Records from a data source:
********************

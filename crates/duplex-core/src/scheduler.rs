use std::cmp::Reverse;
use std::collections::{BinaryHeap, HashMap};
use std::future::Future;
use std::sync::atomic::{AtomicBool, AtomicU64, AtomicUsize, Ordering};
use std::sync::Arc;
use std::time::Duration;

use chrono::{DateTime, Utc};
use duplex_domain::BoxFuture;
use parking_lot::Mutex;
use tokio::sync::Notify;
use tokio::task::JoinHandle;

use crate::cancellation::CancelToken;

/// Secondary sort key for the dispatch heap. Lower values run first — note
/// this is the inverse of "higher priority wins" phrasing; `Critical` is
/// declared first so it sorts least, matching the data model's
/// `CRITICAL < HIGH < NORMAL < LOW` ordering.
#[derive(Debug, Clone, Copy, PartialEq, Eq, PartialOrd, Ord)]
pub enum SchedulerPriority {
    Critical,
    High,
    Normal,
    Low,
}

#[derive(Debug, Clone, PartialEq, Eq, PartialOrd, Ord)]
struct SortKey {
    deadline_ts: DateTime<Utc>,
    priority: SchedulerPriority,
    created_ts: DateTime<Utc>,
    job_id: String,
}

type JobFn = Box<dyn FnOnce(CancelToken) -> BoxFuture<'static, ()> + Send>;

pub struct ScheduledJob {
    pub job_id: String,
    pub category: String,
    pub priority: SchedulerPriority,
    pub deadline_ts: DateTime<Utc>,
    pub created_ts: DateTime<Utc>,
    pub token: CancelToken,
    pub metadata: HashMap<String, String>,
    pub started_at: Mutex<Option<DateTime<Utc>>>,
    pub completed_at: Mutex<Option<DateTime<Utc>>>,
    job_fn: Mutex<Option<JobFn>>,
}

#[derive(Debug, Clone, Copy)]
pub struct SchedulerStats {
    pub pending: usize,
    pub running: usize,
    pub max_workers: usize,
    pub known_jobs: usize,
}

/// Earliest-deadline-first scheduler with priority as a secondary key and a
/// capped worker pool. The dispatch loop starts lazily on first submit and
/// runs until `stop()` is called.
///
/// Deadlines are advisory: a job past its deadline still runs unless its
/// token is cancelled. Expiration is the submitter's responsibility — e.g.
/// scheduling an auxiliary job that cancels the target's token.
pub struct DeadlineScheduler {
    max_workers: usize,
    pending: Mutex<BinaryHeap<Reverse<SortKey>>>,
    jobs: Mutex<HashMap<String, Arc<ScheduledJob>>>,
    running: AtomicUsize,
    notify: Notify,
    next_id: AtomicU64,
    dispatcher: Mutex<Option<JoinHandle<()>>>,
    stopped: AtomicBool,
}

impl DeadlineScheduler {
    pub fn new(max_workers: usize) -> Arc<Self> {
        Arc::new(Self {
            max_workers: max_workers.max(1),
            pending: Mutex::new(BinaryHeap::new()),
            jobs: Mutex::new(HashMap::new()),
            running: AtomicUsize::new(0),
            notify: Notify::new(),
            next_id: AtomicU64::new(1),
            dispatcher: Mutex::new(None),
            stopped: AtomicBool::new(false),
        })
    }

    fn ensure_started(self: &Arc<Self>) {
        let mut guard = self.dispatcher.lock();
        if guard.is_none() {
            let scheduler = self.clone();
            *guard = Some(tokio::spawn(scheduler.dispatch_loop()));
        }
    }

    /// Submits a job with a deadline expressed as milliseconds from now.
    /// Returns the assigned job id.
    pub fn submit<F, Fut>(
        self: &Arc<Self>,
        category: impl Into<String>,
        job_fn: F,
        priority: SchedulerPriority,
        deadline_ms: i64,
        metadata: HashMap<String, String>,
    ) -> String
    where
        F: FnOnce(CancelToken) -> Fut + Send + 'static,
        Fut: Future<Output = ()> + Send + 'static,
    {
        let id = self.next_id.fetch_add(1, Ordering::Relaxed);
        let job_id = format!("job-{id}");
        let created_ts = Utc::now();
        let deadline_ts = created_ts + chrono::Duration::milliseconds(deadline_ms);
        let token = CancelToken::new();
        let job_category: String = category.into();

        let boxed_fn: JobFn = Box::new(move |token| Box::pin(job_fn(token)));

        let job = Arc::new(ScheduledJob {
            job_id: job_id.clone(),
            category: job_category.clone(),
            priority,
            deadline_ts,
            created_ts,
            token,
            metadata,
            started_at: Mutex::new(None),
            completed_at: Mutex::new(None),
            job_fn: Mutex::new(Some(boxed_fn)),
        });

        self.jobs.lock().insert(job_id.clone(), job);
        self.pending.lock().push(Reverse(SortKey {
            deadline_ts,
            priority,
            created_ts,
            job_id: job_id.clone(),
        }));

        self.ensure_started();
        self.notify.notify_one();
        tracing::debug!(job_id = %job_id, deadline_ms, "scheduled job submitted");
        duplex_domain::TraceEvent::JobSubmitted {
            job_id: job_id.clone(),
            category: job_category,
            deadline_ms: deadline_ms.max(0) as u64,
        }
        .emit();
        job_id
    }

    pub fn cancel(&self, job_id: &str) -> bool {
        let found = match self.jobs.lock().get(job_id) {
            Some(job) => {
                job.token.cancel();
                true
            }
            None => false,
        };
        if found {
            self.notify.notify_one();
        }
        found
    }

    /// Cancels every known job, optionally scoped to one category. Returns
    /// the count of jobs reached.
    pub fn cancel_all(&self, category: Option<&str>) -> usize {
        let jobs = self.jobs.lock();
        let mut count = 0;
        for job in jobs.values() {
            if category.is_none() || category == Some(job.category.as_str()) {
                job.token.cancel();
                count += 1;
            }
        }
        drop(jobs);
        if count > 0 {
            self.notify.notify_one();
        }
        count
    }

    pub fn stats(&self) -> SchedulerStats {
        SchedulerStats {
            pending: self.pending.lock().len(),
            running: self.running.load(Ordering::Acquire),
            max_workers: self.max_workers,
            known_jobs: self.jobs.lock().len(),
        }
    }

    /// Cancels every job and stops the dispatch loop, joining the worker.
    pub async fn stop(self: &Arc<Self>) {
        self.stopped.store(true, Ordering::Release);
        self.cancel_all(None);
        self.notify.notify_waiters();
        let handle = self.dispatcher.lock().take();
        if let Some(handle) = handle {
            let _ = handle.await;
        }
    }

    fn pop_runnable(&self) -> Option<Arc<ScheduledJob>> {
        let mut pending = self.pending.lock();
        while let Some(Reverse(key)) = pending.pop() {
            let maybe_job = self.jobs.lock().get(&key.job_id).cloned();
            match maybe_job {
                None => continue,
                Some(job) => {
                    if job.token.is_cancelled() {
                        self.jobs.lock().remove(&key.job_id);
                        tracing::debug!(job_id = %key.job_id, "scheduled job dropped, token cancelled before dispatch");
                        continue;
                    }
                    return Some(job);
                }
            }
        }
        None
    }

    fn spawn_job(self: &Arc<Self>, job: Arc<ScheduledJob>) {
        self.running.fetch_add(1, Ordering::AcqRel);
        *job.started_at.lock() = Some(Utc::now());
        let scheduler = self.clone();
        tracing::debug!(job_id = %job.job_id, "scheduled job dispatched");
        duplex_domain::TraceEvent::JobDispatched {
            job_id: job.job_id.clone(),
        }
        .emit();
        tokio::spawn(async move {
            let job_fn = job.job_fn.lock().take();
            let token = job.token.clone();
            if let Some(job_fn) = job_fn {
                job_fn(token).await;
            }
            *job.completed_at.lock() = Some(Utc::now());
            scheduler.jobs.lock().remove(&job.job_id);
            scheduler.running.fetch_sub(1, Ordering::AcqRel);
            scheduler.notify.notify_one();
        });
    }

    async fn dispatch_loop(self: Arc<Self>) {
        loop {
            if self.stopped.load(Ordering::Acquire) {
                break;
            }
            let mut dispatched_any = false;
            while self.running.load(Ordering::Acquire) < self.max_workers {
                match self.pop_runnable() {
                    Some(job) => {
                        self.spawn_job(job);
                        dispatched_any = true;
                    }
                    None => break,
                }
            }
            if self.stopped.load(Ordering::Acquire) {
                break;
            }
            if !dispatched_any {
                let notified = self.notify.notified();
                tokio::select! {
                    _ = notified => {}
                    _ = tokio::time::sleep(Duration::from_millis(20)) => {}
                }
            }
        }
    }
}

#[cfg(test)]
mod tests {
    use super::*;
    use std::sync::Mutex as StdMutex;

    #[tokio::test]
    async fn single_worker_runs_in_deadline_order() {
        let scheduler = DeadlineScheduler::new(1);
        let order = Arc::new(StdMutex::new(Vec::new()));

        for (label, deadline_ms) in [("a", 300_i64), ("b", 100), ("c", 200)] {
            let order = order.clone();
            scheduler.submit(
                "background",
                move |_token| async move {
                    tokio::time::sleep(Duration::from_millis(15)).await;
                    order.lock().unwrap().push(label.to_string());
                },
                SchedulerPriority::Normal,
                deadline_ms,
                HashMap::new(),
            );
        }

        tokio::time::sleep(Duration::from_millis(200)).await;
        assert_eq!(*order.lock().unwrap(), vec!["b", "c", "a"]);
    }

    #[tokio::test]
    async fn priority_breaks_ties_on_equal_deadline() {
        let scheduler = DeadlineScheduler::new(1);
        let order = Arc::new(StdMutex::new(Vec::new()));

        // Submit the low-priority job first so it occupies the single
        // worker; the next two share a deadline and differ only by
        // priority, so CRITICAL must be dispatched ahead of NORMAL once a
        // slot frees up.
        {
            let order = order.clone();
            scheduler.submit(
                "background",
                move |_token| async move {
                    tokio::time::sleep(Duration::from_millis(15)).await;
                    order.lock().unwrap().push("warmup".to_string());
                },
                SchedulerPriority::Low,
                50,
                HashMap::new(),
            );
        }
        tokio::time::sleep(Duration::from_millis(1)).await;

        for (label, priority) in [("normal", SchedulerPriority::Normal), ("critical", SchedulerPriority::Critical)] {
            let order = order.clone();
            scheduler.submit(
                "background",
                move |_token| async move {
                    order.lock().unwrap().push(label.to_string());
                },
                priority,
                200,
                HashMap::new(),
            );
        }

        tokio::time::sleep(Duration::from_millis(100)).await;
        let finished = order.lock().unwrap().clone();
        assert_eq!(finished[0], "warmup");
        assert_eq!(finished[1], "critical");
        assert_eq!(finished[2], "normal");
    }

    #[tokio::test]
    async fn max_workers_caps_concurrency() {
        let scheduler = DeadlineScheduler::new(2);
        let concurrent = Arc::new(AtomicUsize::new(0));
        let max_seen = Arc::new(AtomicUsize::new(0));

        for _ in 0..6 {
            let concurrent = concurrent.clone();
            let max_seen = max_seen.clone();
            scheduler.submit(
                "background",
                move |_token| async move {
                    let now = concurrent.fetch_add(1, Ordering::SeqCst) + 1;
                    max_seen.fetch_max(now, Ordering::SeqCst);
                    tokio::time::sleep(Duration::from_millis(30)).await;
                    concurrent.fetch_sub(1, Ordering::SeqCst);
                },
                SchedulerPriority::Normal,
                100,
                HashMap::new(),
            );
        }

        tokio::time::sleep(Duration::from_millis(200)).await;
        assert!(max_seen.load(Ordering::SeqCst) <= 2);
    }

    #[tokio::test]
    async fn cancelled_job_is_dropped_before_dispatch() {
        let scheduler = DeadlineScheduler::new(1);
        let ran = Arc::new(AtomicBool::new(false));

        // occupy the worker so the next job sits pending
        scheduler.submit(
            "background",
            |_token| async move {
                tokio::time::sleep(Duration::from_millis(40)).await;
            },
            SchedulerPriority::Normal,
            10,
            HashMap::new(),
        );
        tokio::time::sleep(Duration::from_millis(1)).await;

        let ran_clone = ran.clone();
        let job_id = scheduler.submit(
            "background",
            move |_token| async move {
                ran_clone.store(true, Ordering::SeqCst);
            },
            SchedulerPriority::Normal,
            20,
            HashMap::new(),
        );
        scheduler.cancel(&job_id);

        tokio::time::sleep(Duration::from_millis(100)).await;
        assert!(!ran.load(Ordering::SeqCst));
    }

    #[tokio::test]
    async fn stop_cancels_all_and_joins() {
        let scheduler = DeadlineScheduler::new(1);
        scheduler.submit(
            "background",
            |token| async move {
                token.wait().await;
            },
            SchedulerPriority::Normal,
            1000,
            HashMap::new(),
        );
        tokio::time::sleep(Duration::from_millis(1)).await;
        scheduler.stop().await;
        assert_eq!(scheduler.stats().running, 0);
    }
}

********************

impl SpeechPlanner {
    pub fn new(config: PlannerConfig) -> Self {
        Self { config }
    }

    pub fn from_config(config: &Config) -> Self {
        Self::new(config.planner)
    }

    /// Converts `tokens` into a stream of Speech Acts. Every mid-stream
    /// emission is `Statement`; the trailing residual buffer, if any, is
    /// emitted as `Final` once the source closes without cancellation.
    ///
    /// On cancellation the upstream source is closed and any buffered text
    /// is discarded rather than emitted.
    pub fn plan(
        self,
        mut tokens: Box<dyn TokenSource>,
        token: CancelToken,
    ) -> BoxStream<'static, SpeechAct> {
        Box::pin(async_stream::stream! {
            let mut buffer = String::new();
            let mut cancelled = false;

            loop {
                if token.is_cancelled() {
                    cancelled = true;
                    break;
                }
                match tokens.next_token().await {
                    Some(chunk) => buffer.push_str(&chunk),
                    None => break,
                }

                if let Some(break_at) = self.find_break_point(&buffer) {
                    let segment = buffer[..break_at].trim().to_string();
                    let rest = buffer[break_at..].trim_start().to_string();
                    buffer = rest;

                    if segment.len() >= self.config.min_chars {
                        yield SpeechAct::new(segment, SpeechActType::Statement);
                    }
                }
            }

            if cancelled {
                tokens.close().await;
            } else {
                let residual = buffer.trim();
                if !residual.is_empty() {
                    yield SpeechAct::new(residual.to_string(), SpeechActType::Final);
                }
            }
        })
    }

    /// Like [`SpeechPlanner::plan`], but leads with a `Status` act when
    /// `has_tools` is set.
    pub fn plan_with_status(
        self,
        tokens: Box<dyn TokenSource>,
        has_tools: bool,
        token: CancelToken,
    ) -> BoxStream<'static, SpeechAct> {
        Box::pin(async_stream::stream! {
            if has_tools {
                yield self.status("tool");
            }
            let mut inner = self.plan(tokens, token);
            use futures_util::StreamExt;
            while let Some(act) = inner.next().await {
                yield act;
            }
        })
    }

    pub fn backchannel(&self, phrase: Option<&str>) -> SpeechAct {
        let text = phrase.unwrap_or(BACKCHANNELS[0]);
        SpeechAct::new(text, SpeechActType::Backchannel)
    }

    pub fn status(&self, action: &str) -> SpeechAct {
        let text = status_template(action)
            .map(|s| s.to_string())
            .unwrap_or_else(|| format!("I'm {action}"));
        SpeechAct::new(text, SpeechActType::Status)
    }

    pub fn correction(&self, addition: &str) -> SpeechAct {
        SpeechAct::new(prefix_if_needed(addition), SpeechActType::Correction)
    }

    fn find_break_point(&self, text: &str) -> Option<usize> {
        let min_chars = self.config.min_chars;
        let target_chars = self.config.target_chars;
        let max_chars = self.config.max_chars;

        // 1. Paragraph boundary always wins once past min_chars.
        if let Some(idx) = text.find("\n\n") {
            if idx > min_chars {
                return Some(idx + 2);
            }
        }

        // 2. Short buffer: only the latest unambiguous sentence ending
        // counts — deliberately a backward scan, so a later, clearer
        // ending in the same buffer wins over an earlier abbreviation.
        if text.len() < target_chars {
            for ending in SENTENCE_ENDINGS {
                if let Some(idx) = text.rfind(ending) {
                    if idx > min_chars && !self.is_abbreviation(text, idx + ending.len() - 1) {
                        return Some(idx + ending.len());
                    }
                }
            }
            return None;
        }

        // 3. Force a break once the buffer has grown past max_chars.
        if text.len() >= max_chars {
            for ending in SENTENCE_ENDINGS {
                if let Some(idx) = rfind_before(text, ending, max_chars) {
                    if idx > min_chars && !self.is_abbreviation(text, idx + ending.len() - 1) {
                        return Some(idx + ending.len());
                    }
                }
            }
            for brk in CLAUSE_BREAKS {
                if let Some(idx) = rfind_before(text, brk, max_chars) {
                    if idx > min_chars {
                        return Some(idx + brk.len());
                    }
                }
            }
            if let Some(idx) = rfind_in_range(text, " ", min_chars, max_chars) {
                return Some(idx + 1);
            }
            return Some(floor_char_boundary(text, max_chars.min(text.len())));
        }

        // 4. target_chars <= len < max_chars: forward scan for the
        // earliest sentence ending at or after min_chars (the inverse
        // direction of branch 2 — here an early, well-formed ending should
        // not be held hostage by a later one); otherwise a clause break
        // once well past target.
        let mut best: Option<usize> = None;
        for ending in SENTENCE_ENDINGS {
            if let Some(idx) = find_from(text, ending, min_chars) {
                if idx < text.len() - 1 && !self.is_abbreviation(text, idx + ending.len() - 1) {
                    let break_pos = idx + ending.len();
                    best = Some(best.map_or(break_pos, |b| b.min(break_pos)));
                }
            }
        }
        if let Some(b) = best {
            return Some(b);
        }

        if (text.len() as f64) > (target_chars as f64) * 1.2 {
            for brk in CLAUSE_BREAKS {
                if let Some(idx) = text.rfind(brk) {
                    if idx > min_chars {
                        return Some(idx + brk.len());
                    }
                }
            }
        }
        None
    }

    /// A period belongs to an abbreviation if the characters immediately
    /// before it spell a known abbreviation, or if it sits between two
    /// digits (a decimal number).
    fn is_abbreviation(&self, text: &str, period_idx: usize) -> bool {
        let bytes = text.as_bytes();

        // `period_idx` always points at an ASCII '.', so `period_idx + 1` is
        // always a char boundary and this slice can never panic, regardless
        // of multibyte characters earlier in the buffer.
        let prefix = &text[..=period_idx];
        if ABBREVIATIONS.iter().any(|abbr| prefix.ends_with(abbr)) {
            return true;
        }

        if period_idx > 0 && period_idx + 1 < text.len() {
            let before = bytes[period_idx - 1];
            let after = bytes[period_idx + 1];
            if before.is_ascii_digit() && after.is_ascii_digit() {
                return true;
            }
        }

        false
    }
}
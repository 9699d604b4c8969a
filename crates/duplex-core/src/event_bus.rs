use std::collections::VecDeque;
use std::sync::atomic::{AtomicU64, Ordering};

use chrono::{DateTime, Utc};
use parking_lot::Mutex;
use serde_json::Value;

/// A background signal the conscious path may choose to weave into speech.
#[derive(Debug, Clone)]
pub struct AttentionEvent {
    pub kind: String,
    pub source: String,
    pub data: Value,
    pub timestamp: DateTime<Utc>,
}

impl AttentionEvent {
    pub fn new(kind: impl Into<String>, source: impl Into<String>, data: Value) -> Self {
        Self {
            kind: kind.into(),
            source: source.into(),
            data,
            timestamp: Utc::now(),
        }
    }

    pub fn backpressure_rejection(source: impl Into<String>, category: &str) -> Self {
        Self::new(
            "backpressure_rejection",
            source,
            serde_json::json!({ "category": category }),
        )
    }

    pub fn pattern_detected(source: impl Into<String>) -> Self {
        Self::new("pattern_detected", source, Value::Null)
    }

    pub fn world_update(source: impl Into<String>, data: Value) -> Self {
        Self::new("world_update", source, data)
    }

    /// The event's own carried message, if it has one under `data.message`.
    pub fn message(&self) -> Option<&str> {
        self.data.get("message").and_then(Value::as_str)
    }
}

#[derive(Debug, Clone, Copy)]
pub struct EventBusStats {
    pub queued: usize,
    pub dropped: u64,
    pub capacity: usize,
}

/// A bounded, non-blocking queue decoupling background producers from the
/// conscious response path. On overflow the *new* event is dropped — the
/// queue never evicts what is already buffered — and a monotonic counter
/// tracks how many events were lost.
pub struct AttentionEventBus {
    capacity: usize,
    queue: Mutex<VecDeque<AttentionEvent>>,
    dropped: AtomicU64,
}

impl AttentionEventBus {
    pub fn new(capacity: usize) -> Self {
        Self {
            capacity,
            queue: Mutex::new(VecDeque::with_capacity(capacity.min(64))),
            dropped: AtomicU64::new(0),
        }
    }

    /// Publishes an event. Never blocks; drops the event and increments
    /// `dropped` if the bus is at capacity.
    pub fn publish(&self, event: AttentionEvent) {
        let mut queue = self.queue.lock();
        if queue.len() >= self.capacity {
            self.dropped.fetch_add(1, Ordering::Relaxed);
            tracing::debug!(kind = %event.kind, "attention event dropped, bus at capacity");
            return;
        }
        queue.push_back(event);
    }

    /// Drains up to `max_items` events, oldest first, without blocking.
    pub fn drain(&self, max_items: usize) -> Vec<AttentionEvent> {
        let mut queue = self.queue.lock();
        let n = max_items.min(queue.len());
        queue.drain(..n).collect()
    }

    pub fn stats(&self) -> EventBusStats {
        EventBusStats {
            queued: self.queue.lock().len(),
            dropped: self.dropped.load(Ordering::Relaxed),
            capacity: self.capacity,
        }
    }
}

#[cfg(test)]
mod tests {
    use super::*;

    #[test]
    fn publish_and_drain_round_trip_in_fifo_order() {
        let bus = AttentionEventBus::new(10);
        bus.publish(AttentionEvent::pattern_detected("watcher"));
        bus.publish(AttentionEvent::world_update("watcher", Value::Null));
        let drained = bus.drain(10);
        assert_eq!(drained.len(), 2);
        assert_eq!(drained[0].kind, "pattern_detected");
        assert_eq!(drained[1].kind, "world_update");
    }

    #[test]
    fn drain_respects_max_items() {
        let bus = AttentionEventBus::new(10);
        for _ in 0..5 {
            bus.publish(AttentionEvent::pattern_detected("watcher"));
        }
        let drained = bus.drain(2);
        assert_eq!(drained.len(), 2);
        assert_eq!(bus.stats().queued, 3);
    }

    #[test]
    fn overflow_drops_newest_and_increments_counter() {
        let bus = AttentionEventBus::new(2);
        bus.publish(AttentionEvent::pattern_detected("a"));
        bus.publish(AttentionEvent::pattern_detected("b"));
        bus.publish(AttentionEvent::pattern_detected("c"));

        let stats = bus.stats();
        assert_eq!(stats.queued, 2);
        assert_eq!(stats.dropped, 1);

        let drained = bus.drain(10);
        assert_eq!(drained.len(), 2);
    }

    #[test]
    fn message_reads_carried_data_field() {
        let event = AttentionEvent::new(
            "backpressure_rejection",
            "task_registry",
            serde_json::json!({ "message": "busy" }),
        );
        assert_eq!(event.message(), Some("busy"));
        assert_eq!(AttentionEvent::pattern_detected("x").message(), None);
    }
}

********************

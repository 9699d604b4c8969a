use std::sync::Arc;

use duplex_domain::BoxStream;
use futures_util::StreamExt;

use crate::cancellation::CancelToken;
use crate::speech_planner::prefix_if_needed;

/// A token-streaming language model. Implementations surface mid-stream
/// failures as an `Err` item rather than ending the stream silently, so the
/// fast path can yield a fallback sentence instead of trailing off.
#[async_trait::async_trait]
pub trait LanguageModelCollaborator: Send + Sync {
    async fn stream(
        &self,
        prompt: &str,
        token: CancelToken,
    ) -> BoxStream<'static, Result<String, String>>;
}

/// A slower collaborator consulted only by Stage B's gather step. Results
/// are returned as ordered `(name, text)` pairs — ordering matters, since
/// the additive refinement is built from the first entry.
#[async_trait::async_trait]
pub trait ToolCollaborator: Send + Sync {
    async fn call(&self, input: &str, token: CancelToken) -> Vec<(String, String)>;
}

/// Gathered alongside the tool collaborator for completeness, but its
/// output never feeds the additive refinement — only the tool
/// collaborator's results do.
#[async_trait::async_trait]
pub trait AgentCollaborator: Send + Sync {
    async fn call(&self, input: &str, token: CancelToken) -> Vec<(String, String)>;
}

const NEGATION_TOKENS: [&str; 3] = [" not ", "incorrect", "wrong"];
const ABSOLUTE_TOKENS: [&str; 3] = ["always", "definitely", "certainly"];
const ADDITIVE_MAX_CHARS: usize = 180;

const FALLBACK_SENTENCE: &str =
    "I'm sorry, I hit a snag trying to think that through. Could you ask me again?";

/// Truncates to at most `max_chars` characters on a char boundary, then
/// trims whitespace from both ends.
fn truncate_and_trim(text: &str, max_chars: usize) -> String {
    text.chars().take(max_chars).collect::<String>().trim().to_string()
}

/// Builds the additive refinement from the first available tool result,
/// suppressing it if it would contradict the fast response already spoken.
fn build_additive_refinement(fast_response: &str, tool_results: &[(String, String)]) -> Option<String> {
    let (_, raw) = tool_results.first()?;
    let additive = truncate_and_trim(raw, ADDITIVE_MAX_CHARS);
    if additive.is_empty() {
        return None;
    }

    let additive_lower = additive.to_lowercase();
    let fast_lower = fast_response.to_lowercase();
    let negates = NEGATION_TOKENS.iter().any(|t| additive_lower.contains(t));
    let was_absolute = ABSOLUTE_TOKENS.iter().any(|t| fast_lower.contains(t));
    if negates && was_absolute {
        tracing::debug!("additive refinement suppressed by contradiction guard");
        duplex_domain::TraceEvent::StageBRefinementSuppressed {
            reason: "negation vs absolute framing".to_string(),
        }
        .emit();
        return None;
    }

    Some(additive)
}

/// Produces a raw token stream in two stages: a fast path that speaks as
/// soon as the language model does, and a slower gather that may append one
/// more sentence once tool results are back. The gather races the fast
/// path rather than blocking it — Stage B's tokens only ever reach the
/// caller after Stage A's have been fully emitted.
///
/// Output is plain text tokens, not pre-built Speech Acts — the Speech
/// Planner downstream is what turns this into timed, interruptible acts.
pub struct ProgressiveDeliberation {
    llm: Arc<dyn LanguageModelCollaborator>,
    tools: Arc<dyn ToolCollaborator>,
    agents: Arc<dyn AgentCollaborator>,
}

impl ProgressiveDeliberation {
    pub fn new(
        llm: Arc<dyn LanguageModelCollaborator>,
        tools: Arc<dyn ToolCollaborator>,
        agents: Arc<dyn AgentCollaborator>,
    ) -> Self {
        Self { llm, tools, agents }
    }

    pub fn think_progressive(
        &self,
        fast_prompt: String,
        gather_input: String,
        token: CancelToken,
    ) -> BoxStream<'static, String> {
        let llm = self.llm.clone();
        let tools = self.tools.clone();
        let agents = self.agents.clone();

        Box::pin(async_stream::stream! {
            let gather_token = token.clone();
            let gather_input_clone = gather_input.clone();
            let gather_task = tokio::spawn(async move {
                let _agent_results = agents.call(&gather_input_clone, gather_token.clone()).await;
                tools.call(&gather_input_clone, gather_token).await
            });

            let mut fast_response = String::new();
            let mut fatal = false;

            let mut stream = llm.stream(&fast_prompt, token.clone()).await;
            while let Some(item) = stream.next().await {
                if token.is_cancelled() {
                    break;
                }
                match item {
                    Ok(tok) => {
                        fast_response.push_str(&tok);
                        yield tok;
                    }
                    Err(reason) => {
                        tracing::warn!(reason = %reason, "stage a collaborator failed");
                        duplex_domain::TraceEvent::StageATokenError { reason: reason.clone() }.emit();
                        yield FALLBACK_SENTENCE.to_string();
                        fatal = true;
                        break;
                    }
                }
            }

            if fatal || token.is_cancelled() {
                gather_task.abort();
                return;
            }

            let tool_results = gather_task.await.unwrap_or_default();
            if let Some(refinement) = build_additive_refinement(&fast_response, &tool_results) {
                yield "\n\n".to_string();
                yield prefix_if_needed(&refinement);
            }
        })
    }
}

********************

| Assigned task |
How many lines above contain the word "Returns"? Reply with only the number.

| Result below |
2